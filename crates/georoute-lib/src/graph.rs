use std::collections::HashMap;
use std::sync::Arc;

use tracing::debug;

use crate::error::{Error, Result};
use crate::point::Point;

const SUGGESTION_LIMIT: usize = 3;
const SUGGESTION_THRESHOLD: f64 = 0.7;

/// Undirected road map over geographic points.
///
/// Vertices keep their load order; adjacency lists are deduplicated and
/// sorted, so repeated edge records collapse into a single connection.
#[derive(Debug, Clone, Default)]
pub struct RoadMap {
    vertices: Vec<Point>,
    names: Vec<String>,
    name_to_index: HashMap<String, usize>,
    index_by_point: HashMap<Point, usize>,
    adjacency: Arc<HashMap<Point, Vec<Point>>>,
    edge_count: usize,
}

impl RoadMap {
    /// Builds a road map from named vertices and index pairs.
    ///
    /// Every vertex gets an adjacency entry even when no edge touches it,
    /// so lookups distinguish "isolated" from "unknown". Names need not be
    /// unique; when several vertices share one, name lookup resolves to the
    /// most recently loaded.
    pub fn from_parts(vertices: Vec<(String, Point)>, edges: &[(usize, usize)]) -> Result<Self> {
        let mut points = Vec::with_capacity(vertices.len());
        let mut names: Vec<String> = Vec::with_capacity(vertices.len());
        let mut name_to_index = HashMap::with_capacity(vertices.len());
        let mut index_by_point: HashMap<Point, usize> = HashMap::with_capacity(vertices.len());
        let mut adjacency: HashMap<Point, Vec<Point>> = HashMap::with_capacity(vertices.len());

        for (index, (name, point)) in vertices.into_iter().enumerate() {
            if !point.lat.is_finite() || !point.lon.is_finite() {
                return Err(Error::NonFiniteCoordinate {
                    name,
                    lat: point.lat,
                    lon: point.lon,
                });
            }
            if let Some(&existing) = index_by_point.get(&point) {
                return Err(Error::DuplicateVertex {
                    first: names[existing].clone(),
                    second: name,
                    point,
                });
            }
            index_by_point.insert(point, index);
            name_to_index.insert(name.clone(), index);
            adjacency.insert(point, Vec::new());
            points.push(point);
            names.push(name);
        }

        for &(a, b) in edges {
            for index in [a, b] {
                if index >= points.len() {
                    return Err(Error::EdgeIndexOutOfRange {
                        index,
                        vertex_count: points.len(),
                    });
                }
            }
            let (from, to) = (points[a], points[b]);
            if let Some(neighbors) = adjacency.get_mut(&from) {
                neighbors.push(to);
            }
            if let Some(neighbors) = adjacency.get_mut(&to) {
                neighbors.push(from);
            }
        }

        let mut edge_count = 0;
        for (point, neighbors) in adjacency.iter_mut() {
            neighbors.sort_unstable();
            neighbors.dedup();
            // Count each undirected edge once; self-loops pair with themselves.
            edge_count += neighbors.iter().filter(|n| **n >= *point).count();
        }

        debug!(
            vertices = points.len(),
            edges = edge_count,
            "constructed road map"
        );

        Ok(Self {
            vertices: points,
            names,
            name_to_index,
            index_by_point,
            adjacency: Arc::new(adjacency),
            edge_count,
        })
    }

    /// All vertices in load order.
    pub fn vertices(&self) -> &[Point] {
        &self.vertices
    }

    pub fn vertex_count(&self) -> usize {
        self.vertices.len()
    }

    pub fn edge_count(&self) -> usize {
        self.edge_count
    }

    /// Whether `point` is a registered vertex.
    pub fn contains(&self, point: &Point) -> bool {
        self.index_by_point.contains_key(point)
    }

    /// Neighbors of `point`, sorted and deduplicated.
    pub fn neighbors(&self, point: &Point) -> Result<&[Point]> {
        self.adjacency
            .get(point)
            .map(Vec::as_slice)
            .ok_or(Error::UnknownVertex { point: *point })
    }

    /// Name a vertex was registered under, if the point is known.
    pub fn name_of(&self, point: &Point) -> Option<&str> {
        self.index_by_point
            .get(point)
            .map(|&index| self.names[index].as_str())
    }

    /// Looks a vertex up by name, offering close matches on failure.
    ///
    /// When several vertices share a name, the most recently loaded wins.
    pub fn vertex_named(&self, name: &str) -> Result<&Point> {
        match self.name_to_index.get(name) {
            Some(&index) => Ok(&self.vertices[index]),
            None => Err(Error::UnknownName {
                name: name.to_string(),
                suggestions: self.fuzzy_name_matches(name, SUGGESTION_LIMIT),
            }),
        }
    }

    /// Names most similar to `name`, best first, at most `limit` entries.
    pub fn fuzzy_name_matches(&self, name: &str, limit: usize) -> Vec<String> {
        let needle = name.to_lowercase();
        let mut scored: Vec<(f64, &str)> = self
            .names
            .iter()
            .map(|candidate| {
                (
                    strsim::jaro_winkler(&needle, &candidate.to_lowercase()),
                    candidate.as_str(),
                )
            })
            .filter(|(score, _)| *score >= SUGGESTION_THRESHOLD)
            .collect();
        scored.sort_by(|a, b| b.0.total_cmp(&a.0));
        scored.dedup_by(|a, b| a.1 == b.1);
        scored
            .into_iter()
            .take(limit)
            .map(|(_, candidate)| candidate.to_string())
            .collect()
    }
}
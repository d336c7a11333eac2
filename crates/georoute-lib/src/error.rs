use std::fmt;

use thiserror::Error;

use crate::point::Point;

/// Convenient result alias for the GeoRoute library.
pub type Result<T> = std::result::Result<T, Error>;

/// Portion of a `.graph` description a load error refers to.
#[derive(Debug, Clone, Copy, PartialEq, Eq)]
pub enum Section {
    Header,
    Vertices,
    Edges,
}

impl fmt::Display for Section {
    fn fmt(&self, f: &mut fmt::Formatter<'_>) -> fmt::Result {
        let value = match self {
            Section::Header => "header",
            Section::Vertices => "vertex",
            Section::Edges => "edge",
        };
        f.write_str(value)
    }
}

/// Top-level library error type.
#[derive(Debug, Error)]
pub enum Error {
    /// Graph description ended before the declared record count was read.
    #[error("graph description truncated after {read} of {declared} {section} records")]
    Truncated {
        section: Section,
        declared: usize,
        read: usize,
    },

    /// A record could not be parsed into its expected fields.
    #[error("malformed {section} record on line {line}: {text:?}")]
    Malformed {
        section: Section,
        line: usize,
        text: String,
    },

    /// An edge record referenced a vertex index outside the declared range.
    #[error("edge references vertex index {index}, but only {vertex_count} vertices are declared")]
    EdgeIndexOutOfRange { index: usize, vertex_count: usize },

    /// Two vertex records resolved to the same coordinates.
    #[error("vertices {first:?} and {second:?} share coordinates {point}")]
    DuplicateVertex {
        first: String,
        second: String,
        point: Point,
    },

    /// A vertex record carried a non-finite latitude or longitude.
    #[error("vertex {name:?} has non-finite coordinates ({lat}, {lon})")]
    NonFiniteCoordinate { name: String, lat: f64, lon: f64 },

    /// Raised when a queried point was never registered in the road map.
    #[error("unknown vertex {point}")]
    UnknownVertex { point: Point },

    /// Raised when a vertex name could not be found in the road map.
    #[error("unknown vertex name: {name}{}", format_suggestions(.suggestions))]
    UnknownName {
        name: String,
        suggestions: Vec<String>,
    },

    /// Raised when a route is requested from a point to itself.
    #[error("route start and end are the same point: {point}")]
    TrivialRoute { point: Point },

    /// Raised when no route exists between two vertices.
    #[error("no route found between {start} and {end}")]
    RouteNotFound { start: Point, end: Point },

    /// Wrapper for IO errors.
    #[error(transparent)]
    Io(#[from] std::io::Error),
}

fn format_suggestions(suggestions: &[String]) -> String {
    if suggestions.is_empty() {
        String::new()
    } else if suggestions.len() == 1 {
        format!(". Did you mean '{}'?", suggestions[0])
    } else {
        format!(
            ". Did you mean one of: {}?",
            suggestions
                .iter()
                .map(|s| format!("'{}'", s))
                .collect::<Vec<_>>()
                .join(", ")
        )
    }
}
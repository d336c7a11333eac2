use std::cmp::Ordering;
use std::collections::{BinaryHeap, HashMap, HashSet, VecDeque};

use tracing::debug;

use crate::error::{Error, Result};
use crate::graph::RoadMap;
use crate::point::Point;

/// Finds the vertex closest to `query` by great-circle distance.
///
/// Candidates are compared to `query` by object identity, so a reference
/// into the map's own vertex list never matches itself, while an equal
/// point constructed elsewhere can still match its coordinate twin.
/// Distance ties keep the earliest-loaded vertex.
pub fn nearest_point<'a>(map: &'a RoadMap, query: &Point) -> Option<&'a Point> {
    let mut best: Option<&Point> = None;
    let mut best_distance = f64::INFINITY;

    for vertex in map.vertices() {
        // Skip only the identical object, not coordinate twins.
        if std::ptr::eq(vertex, query) {
            continue;
        }
        let distance = query.distance_to(vertex);
        if distance < best_distance {
            best = Some(vertex);
            best_distance = distance;
        }
    }

    best
}

/// Whether a chain of edges joins `start` and `end`.
///
/// Every vertex is considered connected to itself.
pub fn connected(map: &RoadMap, start: &Point, end: &Point) -> Result<bool> {
    for point in [start, end] {
        if !map.contains(point) {
            return Err(Error::UnknownVertex { point: *point });
        }
    }
    if start == end {
        return Ok(true);
    }

    let mut visited = HashSet::new();
    let mut queue = VecDeque::new();

    visited.insert(*start);
    queue.push_back(*start);

    while let Some(current) = queue.pop_front() {
        for neighbor in map.neighbors(&current)? {
            if !visited.insert(*neighbor) {
                continue;
            }
            if neighbor == end {
                debug!(from = %start, to = %end, "target discovered during traversal");
                return Ok(true);
            }
            queue.push_back(*neighbor);
        }
    }

    Ok(false)
}

/// Runs Dijkstra's algorithm to find the route from `start` to `end` with
/// the lowest total great-circle distance.
///
/// The result begins with `start`, ends with `end`, and joins consecutive
/// entries by an edge. Requesting a route from a point to itself is an
/// error even when a self-loop edge exists.
pub fn route(map: &RoadMap, start: &Point, end: &Point) -> Result<Vec<Point>> {
    if start == end {
        return Err(Error::TrivialRoute { point: *start });
    }
    for point in [start, end] {
        if !map.contains(point) {
            return Err(Error::UnknownVertex { point: *point });
        }
    }

    let mut distances: HashMap<Point, f64> = HashMap::new();
    let mut parents: HashMap<Point, Option<Point>> = HashMap::new();
    let mut queue = BinaryHeap::new();

    distances.insert(*start, 0.0);
    parents.insert(*start, None);
    queue.push(QueueEntry::new(*start, 0.0));

    while let Some(entry) = queue.pop() {
        // An entry whose cost no longer matches the best known distance
        // was superseded while it sat in the heap.
        let current_distance = match distances.get(&entry.point) {
            Some(&best) if entry.cost.0 <= best => best,
            _ => continue,
        };

        if entry.point == *end {
            return Ok(reconstruct_path(&parents, start, end));
        }

        for neighbor in map.neighbors(&entry.point)? {
            let candidate = current_distance + entry.point.distance_to(neighbor);
            if candidate < *distances.get(neighbor).unwrap_or(&f64::INFINITY) {
                distances.insert(*neighbor, candidate);
                parents.insert(*neighbor, Some(entry.point));
                queue.push(QueueEntry::new(*neighbor, candidate));
            }
        }
    }

    Err(Error::RouteNotFound {
        start: *start,
        end: *end,
    })
}

/// Total length of `path` in miles, summed over consecutive pairs.
///
/// Empty and single-point paths have length zero.
pub fn route_distance(path: &[Point]) -> f64 {
    path.windows(2)
        .map(|pair| pair[0].distance_to(&pair[1]))
        .sum()
}

fn reconstruct_path(
    parents: &HashMap<Point, Option<Point>>,
    start: &Point,
    end: &Point,
) -> Vec<Point> {
    let mut path = Vec::new();
    let mut current = Some(*end);
    while let Some(point) = current {
        path.push(point);
        if point == *start {
            break;
        }
        current = parents.get(&point).copied().flatten();
    }
    path.reverse();
    path
}

#[derive(Copy, Clone, Debug, Default)]
struct FloatOrd(f64);

impl PartialEq for FloatOrd {
    fn eq(&self, other: &Self) -> bool {
        self.0.eq(&other.0)
    }
}

impl Eq for FloatOrd {}

impl PartialOrd for FloatOrd {
    fn partial_cmp(&self, other: &Self) -> Option<Ordering> {
        Some(self.cmp(other))
    }
}

impl Ord for FloatOrd {
    fn cmp(&self, other: &Self) -> Ordering {
        self.0.total_cmp(&other.0)
    }
}

#[derive(Copy, Clone, Debug, Eq, PartialEq)]
struct QueueEntry {
    point: Point,
    cost: FloatOrd,
}

impl QueueEntry {
    fn new(point: Point, cost: f64) -> Self {
        Self {
            point,
            cost: FloatOrd(cost),
        }
    }
}

impl Ord for QueueEntry {
    fn cmp(&self, other: &Self) -> Ordering {
        // Reverse ordering so BinaryHeap becomes a min-heap by cost.
        other
            .cost
            .cmp(&self.cost)
            .then_with(|| other.point.cmp(&self.point))
    }
}

impl PartialOrd for QueueEntry {
    fn partial_cmp(&self, other: &Self) -> Option<Ordering> {
        Some(self.cmp(other))
    }
}
//! Common test utilities and fixture helpers.

use std::path::PathBuf;

use georoute_lib::{load_road_map, Point, RoadMap};

/// Path to the fixtures directory shared by integration tests.
#[allow(dead_code)]
pub fn fixtures_dir() -> PathBuf {
    PathBuf::from(env!("CARGO_MANIFEST_DIR")).join("../../docs/fixtures")
}

/// Path to the minimal North Carolina road map fixture.
#[allow(dead_code)]
pub fn fixture_graph_path() -> PathBuf {
    fixtures_dir().join("nc_minimal.graph")
}

/// Loads the North Carolina fixture road map.
#[allow(dead_code)]
pub fn fixture_road_map() -> RoadMap {
    load_road_map(&fixture_graph_path()).expect("load nc_minimal.graph fixture")
}

/// Small map used across pathfinding tests: a chain `a - b - c` plus an
/// isolated vertex `d` far away from the others.
#[allow(dead_code)]
pub struct ChainMap {
    pub map: RoadMap,
    pub a: Point,
    pub b: Point,
    pub c: Point,
    pub d: Point,
}

#[allow(dead_code)]
pub fn chain_map() -> ChainMap {
    let a = Point::new(0.0, 0.0);
    let b = Point::new(0.0, 1.0);
    let c = Point::new(0.0, 2.0);
    let d = Point::new(5.0, 5.0);
    let map = RoadMap::from_parts(
        vec![
            ("a".to_string(), a),
            ("b".to_string(), b),
            ("c".to_string(), c),
            ("d".to_string(), d),
        ],
        &[(0, 1), (1, 2)],
    )
    .expect("construct chain map");
    ChainMap { map, a, b, c, d }
}
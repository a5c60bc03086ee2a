//! Communication with the Google Analytics APIs.
//!
//! The aggregation engine depends only on the [`ReportFetcher`] and
//! [`SegmentNames`] contracts; [`GaApiClient`] and [`SegmentNameTable`]
//! are the production implementations backed by the Reporting API v4
//! and the Management API v3.

pub mod client;
pub mod segments;
pub mod types;

// Re-export main types
pub use client::{GaApiClient, ReportFetcher};
pub use segments::{SegmentNameTable, SegmentNames};
pub use types::{DateRangeValues, ReportRow, Row, SegmentInfo};
//! Configuration and constants for report runs.

use serde::{Deserialize, Serialize};
use std::time::Duration;

/// Default timeout for Analytics API requests
pub const DEFAULT_HTTP_TIMEOUT: Duration = Duration::from_secs(30);

/// Reporting API v4 endpoint executing report requests
pub const REPORTING_ENDPOINT: &str =
    "https://analyticsreporting.googleapis.com/v4/reports:batchGet";

/// Management API v3 endpoint listing the user's segments
pub const SEGMENTS_ENDPOINT: &str =
    "https://www.googleapis.com/analytics/v3/management/segments";

// Dimensions with a fixed position in every report request.
pub const SEGMENT_DIM: &str = "ga:segment";
pub const DATE_DIM: &str = "ga:date";
pub const COUNTRY_DIM: &str = "ga:country";
pub const PAGE_DIM: &str = "ga:pagePath";

// Default bindings for the two configurable dimensions.
pub const EVENT_ACTION_DIM: &str = "ga:eventAction";
pub const EVENT_LABEL_DIM: &str = "ga:eventLabel";

/// Metric expression every report is keyed on
pub const EVENT_VALUE_METRIC: &str = "ga:eventValue";

/// Prefix the Reporting API expects on segment ids
pub const SEGMENT_ID_PREFIX: &str = "gaid::";

/// Row cap for the single page each run requests
pub const REPORT_PAGE_SIZE: u32 = 100_000;

/// Number of dimensions each report row carries
pub const REPORT_DIMENSIONS: usize = 6;

// CLS is sent to Google Analytics at 1000x, since event values must be
// integers and CLS scores are small fractions.
pub const CLS_SCALE_FACTOR: f64 = 1000.0;

/// Per-view reporting options.
///
/// Views that opted into a custom event layout carry their own metric
/// labels and dimension bindings; everything else falls back to
/// [`ViewOpts::default`], which matches the standard web-vitals setup.
#[derive(Debug, Clone, PartialEq, Eq, Serialize, Deserialize)]
#[serde(rename_all = "camelCase", default)]
pub struct ViewOpts {
    /// Whether these options are in effect for the view
    pub active: bool,

    /// Dimension carrying the metric's custom label
    pub metric_name_dim: String,

    /// Dimension carrying the unique per-observation metric id
    pub metric_id_dim: String,

    /// Custom label used for Largest Contentful Paint events
    pub lcp_name: String,

    /// Custom label used for First Input Delay events
    pub fid_name: String,

    /// Custom label used for Cumulative Layout Shift events
    pub cls_name: String,

    /// Raw filter expression applied on top of the metric-name filter
    pub filters: String,
}

impl Default for ViewOpts {
    fn default() -> Self {
        Self {
            active: false,
            metric_name_dim: EVENT_ACTION_DIM.to_string(),
            metric_id_dim: EVENT_LABEL_DIM.to_string(),
            lcp_name: "LCP".to_string(),
            fid_name: "FID".to_string(),
            cls_name: "CLS".to_string(),
            filters: String::new(),
        }
    }
}

impl ViewOpts {
    /// Options in effect for a run: the supplied ones when present and
    /// active, a fresh default value otherwise.
    pub fn effective(opts: Option<&ViewOpts>) -> ViewOpts {
        match opts {
            Some(opts) if opts.active => opts.clone(),
            _ => ViewOpts::default(),
        }
    }
}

★ ★ ★ ★ ★

▶ **Requirement**:
From the line that contains "default value otherwise." down to the final line of the entries, print every line exactly as it is, and only those lines.

▶ **Task answer**:
    /// active, a fresh default value otherwise.
    pub fn effective(opts: Option<&ViewOpts>) -> ViewOpts {
        match opts {
            Some(opts) if opts.active => opts.clone(),
            _ => ViewOpts::default(),
        }
    }
}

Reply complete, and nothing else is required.